Work request: Of all the entries below, retype only the lines from the one with "Directory service contract." through the one with "return the identity.", exactly as they appear.

[Data entries]
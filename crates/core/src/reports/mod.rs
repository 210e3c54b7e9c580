//! The aggregation engine.
//!
//! Pure, side-effect-free reductions of a flat transaction list into the
//! figures the dashboard and report views display:
//! - Income/expense totals and all-time profit
//! - Monthly net income
//! - Trailing weekly and monthly time series
//! - Per-category distribution
//! - Period summaries (weekly, monthly, all)
//!
//! Every function takes "today" as an explicit parameter so results are
//! reproducible and referentially transparent.

pub mod service;
pub mod types;

#[cfg(test)]
mod tests;

pub use service::ReportService;
pub use types::{CategoryTotal, DailyFlow, MonthlyFlow, Period, PeriodSummary};
//! Directory service contract.
//!
//! The directory service is the external identity provider: it owns
//! credentials, issues identities, and stores profile rows. The session store
//! consumes it exclusively through this trait.

use async_trait::async_trait;
use kasbook_shared::error::{AuthError, DataError};
use kasbook_shared::profile::{Identity, Profile, Role};
use kasbook_shared::types::UserId;
use tokio::sync::broadcast;

/// A change in the underlying identity session.
///
/// Emitted on login, logout, and token refresh. Consumers subscribe via
/// [`DirectoryService::subscribe`]; dropping the receiver unsubscribes.
#[derive(Debug, Clone)]
pub enum IdentityEvent {
    /// A user signed in (or an existing session was restored).
    SignedIn(Identity),
    /// The session ended.
    SignedOut,
    /// The session token was refreshed for the same identity.
    TokenRefreshed(Identity),
}

/// Result of a sign-up request.
#[derive(Debug, Clone, Copy, PartialEq, Eq)]
pub struct SignUpOutcome {
    /// Whether the provider requires email confirmation before the first
    /// sign-in.
    pub requires_confirmation: bool,
}

/// Filter for profile listings.
#[derive(Debug, Clone, Copy, Default)]
pub struct ProfileFilter {
    /// Skip profiles whose status is inactive.
    pub exclude_inactive: bool,
}

/// Contract the identity provider must satisfy.
#[cfg_attr(test, mockall::automock)]
#[async_trait]
pub trait DirectoryService: Send + Sync {
    /// Authenticates with email and password.
    ///
    /// On success the provider emits `IdentityEvent::SignedIn`; this call
    /// itself does not return the identity.
    async fn sign_in(&self, email: &str, password: &str) -> Result<(), AuthError>;

    /// Requests account creation. Does not sign the user in.
    async fn sign_up(
        &self,
        email: &str,
        password: &str,
        name: &str,
    ) -> Result<SignUpOutcome, AuthError>;

    /// Ends the provider-side session. Best-effort: must not fail into the
    /// caller.
    async fn sign_out(&self);

    /// Returns the currently authenticated identity, if any.
    async fn current_identity(&self) -> Option<Identity>;

    /// Subscribes to identity change events. Drop the receiver to
    /// unsubscribe.
    fn subscribe(&self) -> broadcast::Receiver<IdentityEvent>;

    /// Creates a confirmed account with the given role (admin operation).
    async fn create_user(
        &self,
        email: &str,
        password: &str,
        name: &str,
        role: Role,
    ) -> Result<Identity, AuthError>;

    /// Fetches the profile row for an identity.
    async fn fetch_profile(&self, user_id: UserId) -> Result<Profile, DataError>;

    /// Inserts or replaces a profile row.
    async fn upsert_profile(&self, profile: &Profile) -> Result<(), DataError>;

    /// Soft-deletes a user by flipping its status to inactive.
    async fn deactivate_user(&self, user_id: UserId) -> Result<(), DataError>;

    /// Lists profile rows.
    async fn list_profiles(&self, filter: ProfileFilter) -> Result<Vec<Profile>, DataError>;
}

Answer for the task:
//! Directory service contract.
//!
//! The directory service is the external identity provider: it owns
//! credentials, issues identities, and stores profile rows. The session store
//! consumes it exclusively through this trait.

use async_trait::async_trait;
use kasbook_shared::error::{AuthError, DataError};
use kasbook_shared::profile::{Identity, Profile, Role};
use kasbook_shared::types::UserId;
use tokio::sync::broadcast;

/// A change in the underlying identity session.
///
/// Emitted on login, logout, and token refresh. Consumers subscribe via
/// [`DirectoryService::subscribe`]; dropping the receiver unsubscribes.
#[derive(Debug, Clone)]
pub enum IdentityEvent {
    /// A user signed in (or an existing session was restored).
    SignedIn(Identity),
    /// The session ended.
    SignedOut,
    /// The session token was refreshed for the same identity.
    TokenRefreshed(Identity),
}

/// Result of a sign-up request.
#[derive(Debug, Clone, Copy, PartialEq, Eq)]
pub struct SignUpOutcome {
    /// Whether the provider requires email confirmation before the first
    /// sign-in.
    pub requires_confirmation: bool,
}

/// Filter for profile listings.
#[derive(Debug, Clone, Copy, Default)]
pub struct ProfileFilter {
    /// Skip profiles whose status is inactive.
    pub exclude_inactive: bool,
}

/// Contract the identity provider must satisfy.
#[cfg_attr(test, mockall::automock)]
#[async_trait]
pub trait DirectoryService: Send + Sync {
    /// Authenticates with email and password.
    ///
    /// On success the provider emits `IdentityEvent::SignedIn`; this call
    /// itself does not return the identity.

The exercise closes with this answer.